Raffles himself is a complex character: visionary but impractical, idealistic to the point of sanctimony and dogged by nepotism. There are a host of “ills” Raffles disapproves of, and for good reason: opium peddling, slave-trading and cockfighting, to name but three. He rants about all three, eventually banning cockfighting.
It isn’t Raffles, however, who must contend with the day-to-day headaches of administration. His official position is as governor-general of Bencoolen (a city in modern Sumatra, Indonesia), where he spends most of his time. It is his second-in-command, Major William Farquhar, who must get Singapore up and running.
Farquhar has no budget to speak of, yet manages to attract new traders to the settlement and appease the many new arrivals.

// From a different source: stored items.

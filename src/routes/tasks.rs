use crate::{
    auth::AuthenticatedUser,
    error::AppError,
    models::{Task, TaskInput, TaskQuery},
    repository::TaskStore,
};
use actix_web::{delete, get, post, put, web, HttpResponse, Responder};
use uuid::Uuid;
use validator::Validate;

fn not_found() -> AppError {
    AppError::NotFound("Task not found".into())
}

/// Retrieves the caller's tasks, newest first.
///
/// ## Query Parameters:
/// - `status` (optional): `TODO`, `IN_PROGRESS` or `DONE`.
/// - `search` (optional): case-insensitive match on title or description.
#[get("")]
pub async fn get_tasks(
    AuthenticatedUser(identity): AuthenticatedUser,
    store: web::Data<dyn TaskStore>,
    query: web::Query<TaskQuery>,
) -> Result<impl Responder, AppError> {
    let tasks = store.list(identity.user_id, &query).await?;
    Ok(HttpResponse::Ok().json(tasks))
}

/// Creates a task owned by the caller. `201` with the stored task.
#[post("")]
pub async fn create_task(
    AuthenticatedUser(identity): AuthenticatedUser,
    store: web::Data<dyn TaskStore>,
    payload: web::Json<TaskInput>,
) -> Result<impl Responder, AppError> {
    payload.validate()?;

    let task = store
        .create(Task::new(payload.into_inner(), identity.user_id))
        .await?;
    Ok(HttpResponse::Created().json(task))
}

/// Another user's task is reported as `404`, not `403`.
#[get("/{id}")]
pub async fn get_task(
    AuthenticatedUser(identity): AuthenticatedUser,
    store: web::Data<dyn TaskStore>,
    task_id: web::Path<Uuid>,
) -> Result<impl Responder, AppError> {
    let task = store
        .get(identity.user_id, task_id.into_inner())
        .await?
        .ok_or_else(not_found)?;
    Ok(HttpResponse::Ok().json(task))
}

#[put("/{id}")]
pub async fn update_task(
    AuthenticatedUser(identity): AuthenticatedUser,
    store: web::Data<dyn TaskStore>,
    task_id: web::Path<Uuid>,
    payload: web::Json<TaskInput>,
) -> Result<impl Responder, AppError> {
    payload.validate()?;

    let task = store
        .update(identity.user_id, task_id.into_inner(), &payload)
        .await?
        .ok_or_else(not_found)?;
    Ok(HttpResponse::Ok().json(task))
}

/// `204` on success.
#[delete("/{id}")]
pub async fn delete_task(
    AuthenticatedUser(identity): AuthenticatedUser,
    store: web::Data<dyn TaskStore>,
    task_id: web::Path<Uuid>,
) -> Result<impl Responder, AppError> {
    if !store.delete(identity.user_id, task_id.into_inner()).await? {
        return Err(not_found());
    }
    Ok(HttpResponse::NoContent().finish())
}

He also keeps the local ruler – the sultan – and the sultan’s right-hand man, sufficiently content. Taken together, these achievements are no mean feat.
At the time, not only is Singapore covered by jungle and infested with rats and crocodiles, it is also under constant threat of attack from the Dutch, who hold sway in neighbouring Java. However far-fetched Raffles’s dream of Singapore as an “emporium of the East” might seem, he has the foresight to make it a free port – in contrast to the Dutch ports which charge arbitrary fees and discriminate against Asian trading ships.

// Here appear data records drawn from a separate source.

#![allow(dead_code)]

use std::sync::Arc;

use actix_web::body::MessageBody;
use actix_web::dev::{Service, ServiceResponse};
use actix_web::{http::StatusCode, test};
use serde_json::json;
use task_api::config::AuthConfig;
use task_api::models::{NewUser, PublicUser, Role};
use task_api::repository::{MemoryTaskStore, MemoryUserStore};
use task_api::AppState;

pub const SECRET: &str = "test-secret-key-for-jwt-signing-at-least-32-bytes";

pub fn auth_config() -> AuthConfig {
    AuthConfig {
        jwt_secret: SECRET.to_string(),
        token_ttl: chrono::Duration::hours(24),
        bcrypt_cost: 4,
        allow_admin_registration: false,
    }
}

/// App state over fresh in-memory stores. The user store is returned too so
/// tests can inspect what was persisted.
pub fn memory_state() -> (AppState, Arc<MemoryUserStore>) {
    let tasks = Arc::new(MemoryTaskStore::new());
    let users = Arc::new(MemoryUserStore::cascading_to(tasks.clone()));
    let state = AppState::new(users.clone(), tasks, &auth_config())
    .expect("failed to build app state");
    (state, users)
}

pub fn bearer(token: &str) -> (&'static str, String) {
    ("Authorization", format!("Bearer {}", token))
}

/// Creates an administrator directly through the service, since the public
/// endpoint refuses self-assigned admin roles.
pub async fn create_admin(state: &AppState, username: &str) -> PublicUser {
    state
        .auth
        .register(NewUser {
            username: username.to_string(),
            email: format!("{}@example.com", username),
            password: "AdminPass123!".to_string(),
            full_name: "Administrator".to_string(),
            role: Role::Admin,
        })
        .await
        .expect("failed to create admin")
}

pub async fn register<S, B>(app: &S, username: &str, email: &str, password: &str) -> PublicUser
where
    S: Service<actix_http::Request, Response = ServiceResponse<B>, Error = actix_web::Error>,
    B: MessageBody,
{
    let req = test::TestRequest::post()
        .uri("/api/v1/users/register")
        .set_json(json!({
            "username": username,
            "email": email,
            "password": password
        }))
        .to_request();
    let resp = test::call_service(app, req).await;
    assert_eq!(resp.status(), StatusCode::CREATED, "registration of {} failed", username);
    test::read_body_json(resp).await
}

pub async fn login<S, B>(app: &S, username: &str, password: &str) -> String
where
    S: Service<actix_http::Request, Response = ServiceResponse<B>, Error = actix_web::Error>,
    B: MessageBody,
{
    let req = test::TestRequest::post()
        .uri("/api/v1/users/login")
        .set_json(json!({ "username": username, "password": password }))
        .to_request();
    let resp = test::call_service(app, req).await;
    assert_eq!(resp.status(), StatusCode::OK, "login of {} failed", username);
    let body: serde_json::Value = test::read_body_json(resp).await;
    body["token"]
        .as_str()
        .expect("login response has no token")
        .to_string()
}

pub async fn register_and_login<S, B>(app: &S, username: &str) -> (PublicUser, String)
where
    S: Service<actix_http::Request, Response = ServiceResponse<B>, Error = actix_web::Error>,
    B: MessageBody,
{
    let password = "Password123!";
    let user = register(app, username, &format!("{}@example.com", username), password).await;
    let token = login(app, username, password).await;
    (user, token)
}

Lured by the prospect of free trade, ships begin arriving in droves. Under Farquhar’s oversight Singapore’s tonnage soon surpasses that of Malacca and Penang combined. As trade grows, so does the town, thanks again to private enterprise. Singapore’s ethos as a mercantile centre was set early on.

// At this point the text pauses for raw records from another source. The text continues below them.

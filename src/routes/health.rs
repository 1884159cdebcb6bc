use actix_web::{get, HttpResponse, Responder};
use chrono::Utc;
use serde_json::json;

/// Health check endpoint
///
/// Public; reports the service version and the current time.
#[get("/health")]
pub async fn health() -> impl Responder {
    HttpResponse::Ok().json(json!({
        "status": "ok",
        "version": env!("CARGO_PKG_VERSION"),
        "timestamp": Utc::now()
    }))
}
#![doc = "The `task_api` library crate."]
#![doc = ""]
#![doc = "Task and user resources over HTTP, with bcrypt-hashed credentials, HS256 bearer"]
#![doc = "tokens and a role-aware authorization gate. The binary (`main.rs`) loads"]
#![doc = "configuration, connects to Postgres and mounts `routes::configure`."]

pub mod auth;
pub mod config;
pub mod error;
pub mod models;
pub mod repository;
pub mod routes;
pub mod state;

pub use crate::error::AppError;
pub use crate::state::AppState;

But Forbidden City is not simply a colonial story. In addition to the band of real Scotsmen and Scotswomen, the leading Asian traders of the day are explicitly included: Arabs, Bugis, Sumatran, Indian, Malay and Chinese. Of course, there are thousands of others whose names we don’t know – the coolies and indentured labourers who clear the jungle, lay the roads and build the houses – and Greenwood imagines a few of them, too. The result is that there are a very large number of personalities to keep track of.
Greenwood throws two fictional Europeans into this melting pot: a Scottish merchant by the name of Ronnie Simpson and the Englishwoman Sarah Hemmings. Along the pathways of a hill where the wives of the former rulers of Singapore once walked, Ronnie and Sarah find love.
But the waters around Singapore are treacherous. The pirates who ply the waters are the bane of the merchants’ lives. The real pirate Si Rahman makes an appearance, though readers may be unaware that he lived and was much feared in his day. This colourful character is far from being the only villain.
When Ronnie and Sarah lead a hunt for Si Rahman and his fellow pirates, the book takes a different turn. Greenwood’s chases and battles are gripping, with abundant details of weaponry and scenes so vividly bloody that some readers may be unsettled.
By the end of the book Raffles is dead and Farquhar has left Singapore. The island, however, is firmly British and thriving, with a well-settled community optimistic about the future.
Forbidden City is clearly the fruit of hours of labour in archives, a premise underscored by 65 footnotes at the bottoms of pages to explain unfamiliar terms. So it’s a shame that the text is littered with errors, from simple typos to problems with punctuation, missing words and page numbers.
Greenwood claims Edward Rutherfurd’s London as his inspiration. His preoccupation seems to be history and rendering facts with accuracy.
For the first half of the book, as characters are introduced, Forbidden Hill reads more like a work of non-fiction, which might please readers with a preference for history over fiction. Forbidden Hill is the first instalment in the Greenwood’s “Singapore Saga” with at least one sequel promised.